The new year brings new innovation and collaborative efforts. Various teams from the Apache community have been working hard for the last eighteen months to bring the EZ button to Apache Hadoop technology and Data Lake. In the coming months, we will publish a series of blogs introducing our Data Lake 3.0 architecture and highlighting our innovations within Apache Hadoop core and its related technologies.
You probably heard of the Deep Learning powered cucumber sorter from a Japanese farmer Makoto Koike! In their cucumber farm, Makoto’s mother spends up to eight hours per day classifying cucumbers into different classes. Makoto is a trained embedded systems designer but not a trained “Machine Learning” engineer. He leveraged TensorFlow, a deep learning framework, with minor configurations to automate his mom’s complex art of cucumber sorting so that they can focus more on cucumber farming instead.
This simple, yet powerful example mirrors the trip we have embarked on with our valued enterprise customers to reduce the time to deployment and insight (from days to minutes), while reducing the Total Cost of Ownership (TCO) by 2x. Instead of a component-centric approach, we envision an application-centric Data Lake 3.0. If you look back, Data Lake 1.0 was a single use system for batch applications and Data Lake 2.0 was a multi-use platform for batch, interactive, online and streaming components. In Data Lake 3.0, we want to deploy pre-packaged applications with minor customizations and the focus will shift from the platform management to solving the business problems.
We begin with a few real-world problems – ranging from simple to complex. The common threads behind the Data Lake 3.0 architecture are: reduce the time to deployment; reduce the time to insight; reduce the TCO of a Petabyte (PB) scale Hadoop infrastructure, while increasing utilization of the cluster with additional workloads.

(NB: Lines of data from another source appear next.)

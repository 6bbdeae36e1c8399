//! Playback scheduling
//!
//! A session types three documents in a fixed order:
//!
//! ```text
//! Idle → CssSource → Markdown → CssOverlay → Idle
//! ```
//!
//! Each phase writes its source one character at a time through the
//! [`Coordinator`](crate::stream::Coordinator) and waits between characters.
//! The wait is the only place a session can be paused or cancelled.

mod pacing;
mod player;

pub use pacing::{window_at, Pacing};
pub use player::Player;

use tokio_util::sync::CancellationToken;

use crate::stream::Target;

/// Stage of a playback session
#[derive(Debug, Clone, Copy, PartialEq, Eq, Hash, Default)]
pub enum Phase {
    #[default]
    Idle,
    /// Base stylesheet typed into the editor
    CssSource,
    /// Markdown typed into the work pane
    Markdown,
    /// Second stylesheet appended to the editor, at double speed
    CssOverlay,
}

impl Phase {
    /// Phases a session runs through, in order
    pub const SEQUENCE: [Phase; 3] = [Phase::CssSource, Phase::Markdown, Phase::CssOverlay];

    /// Target written during this phase
    pub fn target(self) -> Option<Target> {
        match self {
            Phase::Idle => None,
            Phase::CssSource | Phase::CssOverlay => Some(Target::Editor),
            Phase::Markdown => Some(Target::Work),
        }
    }

    /// Phase that follows this one
    pub fn next(self) -> Phase {
        match self {
            Phase::Idle => Phase::CssSource,
            Phase::CssSource => Phase::Markdown,
            Phase::Markdown => Phase::CssOverlay,
            Phase::CssOverlay => Phase::Idle,
        }
    }
}

/// State of one run from `start` to completion or skip
#[derive(Debug, Clone)]
pub struct PlaybackSession {
    pub phase: Phase,
    /// Characters of the current phase's source already written
    pub cursor: usize,
    cancel: CancellationToken,
}

impl PlaybackSession {
    pub fn new() -> Self {
        Self {
            phase: Phase::CssSource,
            cursor: 0,
            cancel: CancellationToken::new(),
        }
    }

    pub fn is_cancelled(&self) -> bool {
        self.cancel.is_cancelled()
    }

    /// Stop the drive loop; it exits at its next check
    pub fn cancel(&self) {
        self.cancel.cancel();
    }

    pub(crate) fn cancel_token(&self) -> CancellationToken {
        self.cancel.clone()
    }
}

impl Default for PlaybackSession {
    fn default() -> Self {
        Self::new()
    }
}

Our Data Lake 3.0 vision requires us to execute on a complex set of machinery under the hood. While not an exhaustive list, the following sections provides a high-level overview of capabilities and we are setting the stage with this introductory blog.

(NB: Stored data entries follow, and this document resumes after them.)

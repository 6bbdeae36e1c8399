//! livetype - live-typed, live-applied CSS
//!
//! Reveals a stylesheet and a Markdown page one character at a time. The CSS
//! is highlighted incrementally as it is typed and mirrored into a stylesheet
//! that is applied to the page; the Markdown is shown as plain text until it
//! is complete, then rendered to HTML.
//!
//! ```text
//! Player (drive loop, pause/skip) → Coordinator (buffers) → highlight (markup)
//!                                              └──────────→ Renderer (observers)
//! ```

pub mod cli;
pub mod config;
pub mod config_paths;
pub mod export;
pub mod highlight;
pub mod markdown;
pub mod playback;
pub mod sources;
pub mod stream;
pub mod terminal;
pub mod tracing;

// Re-export commonly used types
pub use config::PlaybackConfig;
pub use playback::{Phase, Player};
pub use sources::Sources;
pub use stream::{Coordinator, Renderer, Target, WatchRenderer};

Application Assemblies: A baseline set of services running on bare-metal facilitates running dockerized services for a longer duration. We can leverage the benefits of docker packaging and distribution, along with the isolation. We can cut down the “time to deployment” from days to minutes and enable use cases, such as running multiple versions of applications side by side; running multiple Hortonworks Data Platform (HDP) clusters logically on a single data lake; running use-case focused data intensive micro-services that we refer to as “Assemblies”.
Storage Enhancements: Naturally, we store the datasets in a single Hadoop data lake to increase the analytics efficacy and reduce the siloes, while providing multiple logical application-centric services on top. Data needs to be kept for many years in an active archive fashion. Depending on the access pattern and temperature, the data needs to sit on both fast (Solid State Drive) and slow (Hard Drive) media. This is where Reed Solomon based Erasure Coding plays a pivotal role in reducing the storage overhead by 2x (vs. existing 3 replica approach) especially for cold storage. In future, we intend to provide an “auto-tiering” mechanism to move the data between hot and cold tiers of media automagically. Liberated from the storage overhead and TCO burden, customers can now retain data for many years. Features such as three NameNode configuration make sure that the administrator has a large servicing window just in case, the Active NameNode goes down on a Saturday night.

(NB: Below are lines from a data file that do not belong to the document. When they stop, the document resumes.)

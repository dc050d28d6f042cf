// Resume parsing LLM prompt templates.

pub const RESUME_PARSE_SYSTEM: &str = "\
You are a resume parser. \
Extract the candidate's details from the resume text into the provided schema. \
Copy facts from the resume; do not invent employers, schools, dates or contact details. \
Use an empty string for any text field the resume does not mention and an empty array \
for any list with no entries.";

/// Overview policy: always a summary, a career name only when the resume supports one.
pub const OVERVIEW_FALLBACK_SYSTEM: &str = "\
If nothing can be parsed for the overview section, write a short career summary \
from the rest of the resume and leave career_name as an empty string. \
resume_summary must never be empty.";

pub const RESUME_PARSE_PROMPT: &str = "Parse this resume text:\n\n{resume_text}";

pub const RESUME_SCHEMA_NAME: &str = "resume_data";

Resource Isolation & Sharing: Compute intensive analytics such as deep learning require not only a large compute pool, but also a fast and expensive processing pool made of Graphic Processing Unit (GPU)s in tandem to cut the time of insight from months to days. We intend to provide a resource vector attribute that can be mapped to the cluster-wide GPU resources -so, a customer does not have to dedicate a GPU node to a single tenant or workload. In addition to providing CPU and Memory level isolation, we will provide Network and IO level isolation between tenants and facilitate dynamic allocation of the resources.
At Hortonworks, we are incredibly lucky to be guided by many of the world’s advanced analytics users, representing a wide set of verticals in our customer advisory and briefing meetings. Based on their invaluable input, we are on an exciting journey to supercharge Apache Hadoop. Our trip will have many legs, however, 2017 is going to be the exciting year to deliver on many of our promises. If you have made this far, I encourage you to follow this blog series, as we continue to provide more detailed updates from our rockstar technology leaders.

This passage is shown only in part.